BEGIN

// src/repositories/mod.rs
//
// Repository layer
//
// RULES:
// - Repositories are data mappers
// - NO role checks
// - NO event emission
// - Paired request/animal writes share one transaction
// - Explicit SQL only

mod mapping;

pub mod account_repository;
pub mod adoption_repository;
pub mod animal_repository;
pub mod user_repository;

pub use account_repository::{is_unique_violation, AccountRepository, SqliteAccountRepository};
pub use adoption_repository::{
    AdoptionRequestRepository, DecisionOutcome, SqliteAdoptionRequestRepository, WithdrawnRequest,
};
pub use animal_repository::{AnimalRepository, SqliteAnimalRepository};
pub use user_repository::{SqliteUserProfileRepository, UserProfileRepository};

#[cfg(test)]
pub use account_repository::MockAccountRepository;
#[cfg(test)]
pub use adoption_repository::MockAdoptionRequestRepository;
#[cfg(test)]
pub use animal_repository::MockAnimalRepository;
#[cfg(test)]
pub use user_repository::MockUserProfileRepository;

END

*Required action*
Quote, word for word, every line from the top of the entries through the line that holds "pub mod user_repository;".

*Answer area*
// src/repositories/mod.rs
//
// Repository layer
//
// RULES:
// - Repositories are data mappers
// - NO role checks
// - NO event emission
// - Paired request/animal writes share one transaction
// - Explicit SQL only

mod mapping;

pub mod account_repository;
pub mod adoption_repository;
pub mod animal_repository;
pub mod user_repository;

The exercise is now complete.